Theo the garden snail has dreams of being a super fast racer and competing in races with his all time racing hero Guy Gagne. After a freak incident with a dragster in which he finds his body pumped through with nitrous oxide, the little mollusc discovers he has developed superfast powers and can now overtake anyone and anything. The story picks up pace and we see him “discovered” by a Mexican food stall owner who races snails in his spare time.
After raising enough cash, Theo, now known as “Turbo”, and his new friends head to the Indy 500 race and attempts to beat Gagne.
What follows is a fast-paced, on-the-edge-of-your-seat race with an inevitable but equally brilliant ending. There are plenty of silly gags to have young and old chuckling and Dreamworks manage to get the audience to love something as slimy as a snail, which is no mean feat.
The message of the film is simple, although super powers can help a great deal, to obtain your dreams all you really need is to believe in yourself.
A good film to watch on a rainy day – 7/10
Rush tells the real story of 1970s Formula One rivals James Hunt and Niki Lauda and I can only describe it as superb.
The lives of the two racers on and off track are documented and highlight the chalk and cheese lifestyles the two men had, in their attitudes to love, life and how to win a race. British Hunt is portrayed as a hot-head, loving the good things in life from his women, fast cars, booze and devil may care attitude, whereas Austrian Lauda is more reserved, more considerate to detail in all areas of life as well as the build of his F1 cars and, after his near-death crash in the 1976 German Grand Prix, more cautious in his driving.

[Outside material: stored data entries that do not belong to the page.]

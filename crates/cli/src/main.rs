use std::net::SocketAddr;
use std::path::{Path, PathBuf};
use std::str::FromStr;

use anyhow::{anyhow, bail, Context, Result};
use clap::{Args, Parser, Subcommand, ValueEnum};
use serde::Serialize;
use tabula_access::{authorize, dashboard_menu, menu_for_role, page_title, redirect_for, RouteId, SessionRole};
use tabula_api::identity::{demo_users, DEMO_PASSWORD};
use tabula_api::{authorized_session, IdentityProvider, InMemoryIdentity, ListUsersQuery, SignInRequest, User};
use tabula_core::{ColumnRegistry, SortDirection};
use tabula_filter::query::find_column;
use tabula_filter::{parse_filter_token, parse_query, resolve_filters, suggest_columns, FilterToken};
use tabula_table::{Table, TableConfig};
use metrics_exporter_prometheus::PrometheusBuilder;
use tracing::{debug, info, warn};
use tracing_subscriber::EnvFilter;

mod render;

#[derive(Parser, Debug)]
#[command(name = "tabulactl", version, about = "Tabula CLI")]
struct Cli {
    /// Output format
    #[arg(short = 'o', long = "output", value_enum, global = true, default_value_t = Output::Human)]
    output: Output,

    /// JSON file with an array of users (default: built-in demo users)
    #[arg(long = "data", global = true)]
    data: Option<PathBuf>,

    /// Log filter directives, written to stderr
    #[arg(long = "log", env = "TABULA_LOG", global = true, default_value = "info")]
    log: String,

    /// Serve Prometheus metrics on this address while the command runs
    #[arg(long = "metrics-addr", env = "TABULA_METRICS_ADDR", global = true)]
    metrics_addr: Option<SocketAddr>,

    #[command(subcommand)]
    command: Commands,
}

#[derive(Copy, Clone, Debug, Eq, PartialEq, ValueEnum)]
enum Output { Human, Json }

#[derive(Args, Debug, Default)]
struct FilterArgs {
    /// Search box text: free words plus `col=value` / `col:op=value` tokens
    #[arg(short = 'q', long = "query")]
    query: Option<String>,
    /// Extra filter token, e.g. `role=admin,user` or `created-at:between=2024-01-01..2024-03-31`
    #[arg(short = 'f', long = "filter")]
    filter: Vec<String>,
}

#[derive(Subcommand, Debug)]
enum Commands {
    /// Show one page of the user table
    Users {
        #[command(flatten)]
        filters: FilterArgs,
        /// Sort key `COL[:asc|:desc]`; repeat for tie-breakers
        #[arg(short = 's', long = "sort")]
        sort: Vec<String>,
        /// 1-based page number (clamped to the last page)
        #[arg(long = "page", default_value_t = 1)]
        page: usize,
        #[arg(long = "page-size")]
        page_size: Option<usize>,
        /// Hide a column by id
        #[arg(long = "hide")]
        hide: Vec<String>,
    },
    /// Distinct values of an option column with counts
    Facets {
        column: String,
        #[command(flatten)]
        filters: FilterArgs,
    },
    /// List the user table columns
    Columns {
        /// Fuzzy match against filterable column ids and labels
        #[arg(long = "find")]
        find: Option<String>,
    },
    /// Check whether a role may open a route
    Authorize {
        /// Route key (`account`) or path (`/dashboard/account`)
        #[arg(long = "route")]
        route: String,
        #[arg(long = "role")]
        role: Option<String>,
    },
    /// Dashboard menu visible to a role
    Menu {
        #[arg(long = "role")]
        role: String,
    },
}

fn init_tracing(directives: &str) {
    let filter = EnvFilter::from_str(directives).unwrap_or_else(|_| EnvFilter::new("info"));
    tracing_subscriber::fmt().with_env_filter(filter).with_writer(std::io::stderr).init();
}

fn init_metrics(addr: Option<SocketAddr>) {
    let Some(addr) = addr else { return };
    match PrometheusBuilder::new().with_http_listener(addr).install() {
        Ok(()) => info!(%addr, "metrics exporter listening"),
        Err(e) => warn!(error = %e, %addr, "metrics exporter not installed"),
    }
}

fn read_users(path: &Path) -> Result<Vec<User>> {
    let raw = std::fs::read_to_string(path).with_context(|| format!("reading {}", path.display()))?;
    serde_json::from_str(&raw).with_context(|| format!("parsing users from {}", path.display()))
}

/// Load users the way the account page does: an admin session passes the route gate,
/// then lists users newest first.
async fn load_users(data: Option<&Path>) -> Result<Vec<User>> {
    let users = match data {
        Some(p) => read_users(p)?,
        None => demo_users(),
    };
    let admin_email = users
        .iter()
        .find(|u| u.role().is_some_and(|r| r.is_admin()))
        .map(|u| u.email.clone())
        .ok_or_else(|| anyhow!("no admin account in user data"))?;
    let identity = InMemoryIdentity::with_users(users, DEMO_PASSWORD);
    let session = identity
        .sign_in(SignInRequest { email: admin_email, password: DEMO_PASSWORD.into(), remember_me: false })
        .await
        .context("signing in as admin")?;
    let token = session.session.token;
    authorized_session(&identity, &token, RouteId::Account).await.context("opening account page")?;
    let users = identity.list_users(&token, ListUsersQuery::default()).await.context("listing users")?;
    info!(count = users.len(), "users loaded");
    Ok(users)
}

fn user_table(users: Vec<User>, multi_sort: bool) -> Result<Table<User>> {
    let mut config = TableConfig::from_env();
    config.multi_sort |= multi_sort;
    let columns = tabula_api::user_columns().context("building user columns")?;
    Ok(Table::with_config(users, columns, config))
}

fn apply_filters(table: &mut Table<User>, args: &FilterArgs) -> Result<()> {
    let parsed = parse_query(args.query.as_deref().unwrap_or(""));
    let mut tokens: Vec<FilterToken> = parsed.filters;
    for raw in &args.filter {
        let tok = parse_filter_token(raw)
            .with_context(|| format!("filter `{raw}`"))?
            .ok_or_else(|| anyhow!("filter `{raw}` is not of the form column=value"))?;
        tokens.push(tok);
    }
    let filters = resolve_filters(table.columns(), &tokens).context("resolving filters")?;
    for f in filters {
        debug!(column = %f.column_id, operator = %f.operator, "applying filter");
        table.set_column_filter(&f.column_id, f.operator, Some(f.operand));
    }
    table.set_global_filter(parsed.free_text);
    Ok(())
}

/// Resolve `COL[:asc|:desc]` keys to sortable column ids. A repeated column keeps its
/// first position and its last direction.
fn sort_plan(columns: &ColumnRegistry<User>, keys: &[String]) -> Result<Vec<(String, SortDirection)>> {
    let mut plan: Vec<(String, SortDirection)> = Vec::new();
    for key in keys {
        let (name, dir) = match key.rsplit_once(':') {
            Some((n, d)) => (n, SortDirection::from_str(d).map_err(|e| anyhow!(e))?),
            None => (key.as_str(), SortDirection::Asc),
        };
        let col = find_column(columns, name).ok_or_else(|| anyhow!("unknown column `{name}`"))?;
        if !col.sortable { bail!("column `{}` is not sortable", col.id); }
        match plan.iter_mut().find(|(id, _)| *id == col.id) {
            Some(entry) => entry.1 = dir,
            None => plan.push((col.id.clone(), dir)),
        }
    }
    Ok(plan)
}

fn apply_sort(table: &mut Table<User>, keys: &[String]) -> Result<()> {
    let plan = sort_plan(table.columns(), keys)?;
    table.clear_sorting();
    for (id, dir) in plan {
        // asc on first toggle, desc on second
        let toggles = if dir == SortDirection::Asc { 1 } else { 2 };
        for _ in 0..toggles { table.toggle_sort_multi(&id); }
    }
    Ok(())
}

fn print_json<T: Serialize>(v: &T) -> Result<()> {
    println!("{}", serde_json::to_string_pretty(v)?);
    Ok(())
}

/// Role given on the command line, standing in for a session.
struct RoleArg(Option<String>);

impl SessionRole for RoleArg {
    fn role(&self) -> Option<&str> { self.0.as_deref() }
}

#[tokio::main]
async fn main() -> Result<()> {
    let cli = Cli::parse();
    init_tracing(&cli.log);
    init_metrics(cli.metrics_addr);

    match cli.command {
        Commands::Users { filters, sort, page, page_size, hide } => {
            let users = load_users(cli.data.as_deref()).await?;
            let mut table = user_table(users, sort.len() > 1)?;
            apply_filters(&mut table, &filters)?;
            apply_sort(&mut table, &sort)?;
            for col in &hide {
                let c = find_column(table.columns(), col).ok_or_else(|| anyhow!("unknown column `{col}`"))?;
                if !c.hideable { bail!("column `{}` cannot be hidden", c.id); }
                let id = c.id.clone();
                table.set_column_visibility(&id, false);
            }
            if let Some(size) = page_size {
                if size == 0 { bail!("--page-size must be at least 1"); }
                table.set_page_size(size);
            }
            table.go_to_page(page.saturating_sub(1));

            let grid = render::grid(&table, &render::UserCells);
            let info = table.page_info();
            match cli.output {
                Output::Human => {
                    println!("{}", render::format_human(&grid));
                    println!();
                    println!("{}  ({} of {} rows)", info.label(), info.filtered_rows, info.total_rows);
                }
                Output::Json => {
                    #[derive(Serialize)]
                    struct PageOut<'a> {
                        columns: &'a [String],
                        rows: Vec<serde_json::Value>,
                        page: tabula_table::PageInfo,
                        state: &'a tabula_table::ViewState,
                    }
                    print_json(&PageOut { columns: &grid.ids, rows: render::rows_json(&grid), page: info, state: table.state() })?;
                }
            }
        }
        Commands::Facets { column, filters } => {
            let users = load_users(cli.data.as_deref()).await?;
            let mut table = user_table(users, false)?;
            apply_filters(&mut table, &filters)?;
            let col = find_column(table.columns(), &column).ok_or_else(|| anyhow!("unknown column `{column}`"))?;
            if col.filter_kind() != Some(tabula_core::FilterKind::Option) {
                bail!("column `{}` is not an option column", col.id);
            }
            let facets = table.faceted_values(&col.id);
            match cli.output {
                Output::Human => {
                    println!("{:<20} {:<22} COUNT", "VALUE", "LABEL");
                    for f in &facets {
                        println!("{:<20} {:<22} {}", f.option.value, f.option.label, f.count);
                    }
                }
                Output::Json => print_json(&facets)?,
            }
        }
        Commands::Columns { find } => {
            let columns = tabula_api::user_columns()?;
            #[derive(Serialize)]
            struct ColumnOut<'a> {
                id: &'a str,
                label: &'a str,
                filter: Option<tabula_core::FilterKind>,
                sortable: bool,
                hideable: bool,
                searchable: bool,
                score: Option<i64>,
            }
            let listed: Vec<ColumnOut> = match find.as_deref() {
                Some(q) => suggest_columns(&columns, q).into_iter().map(|(c, s)| (c, Some(s))).collect::<Vec<_>>(),
                None => columns.iter().map(|c| (c, None)).collect(),
            }
            .into_iter()
            .map(|(c, score)| ColumnOut {
                id: &c.id,
                label: &c.meta.label,
                filter: c.filter_kind(),
                sortable: c.sortable,
                hideable: c.hideable,
                searchable: c.searchable,
                score,
            })
            .collect();
            match cli.output {
                Output::Human => {
                    println!("{:<16} {:<16} {:<7} SORT  HIDE", "ID", "LABEL", "FILTER");
                    for c in &listed {
                        let filter = c.filter.map(|k| k.as_str()).unwrap_or("-");
                        let yn = |b: bool| if b { "yes" } else { "no" };
                        println!("{:<16} {:<16} {:<7} {:<5} {}", c.id, c.label, filter, yn(c.sortable), yn(c.hideable));
                    }
                }
                Output::Json => print_json(&listed)?,
            }
        }
        Commands::Authorize { route, role } => {
            let route = RouteId::from_str(&route)?;
            let has_session = role.is_some();
            let decision = authorize(route, Some(RoleArg(role)));
            let meta = route.meta();
            let redirect = redirect_for(meta.path, has_session);
            match cli.output {
                Output::Human => {
                    match &decision {
                        Ok(_) => println!("allowed: {}", page_title(route, "tabula")),
                        Err(e) => println!("denied: {e}"),
                    }
                    if let Some(to) = redirect { println!("redirect: {to}"); }
                }
                Output::Json => {
                    #[derive(Serialize)]
                    struct AuthorizeOut {
                        allowed: bool,
                        route: tabula_access::RouteMeta,
                        title: String,
                        redirect: Option<&'static str>,
                    }
                    print_json(&AuthorizeOut {
                        allowed: decision.is_ok(),
                        route: meta,
                        title: page_title(route, "tabula"),
                        redirect,
                    })?;
                }
            }
        }
        Commands::Menu { role } => {
            let menu = menu_for_role(&role, &dashboard_menu());
            match cli.output {
                Output::Human => {
                    for section in &menu {
                        println!("{}", section.section);
                        for item in &section.items {
                            println!("  {:<12} {}", item.label(), item.path());
                            for sub in &item.sub_menu {
                                let mark = if sub.destructive { " (!)" } else { "" };
                                println!("    - {}{}", sub.label, mark);
                            }
                        }
                    }
                }
                Output::Json => print_json(&menu)?,
            }
        }
    }
    Ok(())
}

#[cfg(test)]
mod tests {
    use super::*;
    use tabula_api::user_columns;

    fn keys(k: &[&str]) -> Vec<String> { k.iter().map(|s| s.to_string()).collect() }

    #[test]
    fn global_flags_parse_after_subcommand() {
        let cli = Cli::try_parse_from(["tabulactl", "menu", "--role", "user", "--metrics-addr", "127.0.0.1:9300", "-o", "json"])
            .unwrap();
        assert_eq!(cli.output, Output::Json);
        assert_eq!(cli.metrics_addr, Some("127.0.0.1:9300".parse().unwrap()));
        assert!(Cli::try_parse_from(["tabulactl", "menu", "--metrics-addr", "not-an-addr"]).is_err());
    }

    #[test]
    fn repeated_sort_key_keeps_last_direction() {
        let cols = user_columns().unwrap();
        let plan = sort_plan(&cols, &keys(&["name", "email:desc", "name:desc"])).unwrap();
        assert_eq!(plan, vec![("name".to_string(), SortDirection::Desc), ("email".to_string(), SortDirection::Desc)]);
        assert!(sort_plan(&cols, &keys(&["number"])).is_err());
        assert!(sort_plan(&cols, &keys(&["nope"])).is_err());
    }

    #[test]
    fn repeated_sort_key_still_sorts() {
        let mut table = user_table(demo_users(), true).unwrap();
        apply_sort(&mut table, &keys(&["name", "name:desc"])).unwrap();
        assert_eq!(table.sort_direction("name"), Some(SortDirection::Desc));
        let first = table.visible_rows().iter().next().map(|u| u.name.clone());
        assert_eq!(first.as_deref(), Some("Tomas Novak"));
    }
}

There were lots of original footage of the real men and their races of ‘76, which blended seamlessly with the film itself, and commentary by someone taking on Murray Walker to a tee added to the authenticity of the film. Obviously with the film being set in the 70s there were some cracking hair-does and outfits, which brought back some very early memories too!
In one of the final scenes we see the pair competing in the final Grand Prix in Japan in treacherous weather conditions, not dissimilar to that of the day of Lauda’s crash. Both have an equal chance of winning the Championship and tension is high, with a feeling in the audience that something bad is going to happen once more. I won’t spoil the ending but just to say that what matters most to each driver comes to the fore, although I’m still wondering if the best man won.
This film is undoubtedly for petrol heads and the end race could possibly bore those with a complete lack of passion for racing, however, I think you would have to have had your eyes shut to be removed from the excitement and tension of the end race, I found it just spectacular.
The end of the film briefly tells the remaining life stories of the two racers, again with original footage, which allowed the audience to see just how well cast the two actors were for the roles. There were no real surprises as to how their lives panned out, certainly James Hunt got his “rush” from the track in 1976 and from drugs and alcohol ever after. Petrol head or not, I would recommend everyone go see this film.
Best film I’ve seen this year! 9/10
Next month will see not one, but two Cinema Days at the Victoria Hall.
On Sunday, December 1 the hall will be screening Cloudy with a Chance of Meatballs 2 in the afternoon and in the evening, Sunshine on Leith.
On Saturday, December 28 Disney’s Frozen will be shown in the afternoon, while the evening film will be Saving Mr Banks.
Tickets will be available for purchase at The Chocolate Bar, J&K Shoes and at the Victoria Hall on Fridays from 12 noon to 1.30pm.
They can also be bought at the door on the day.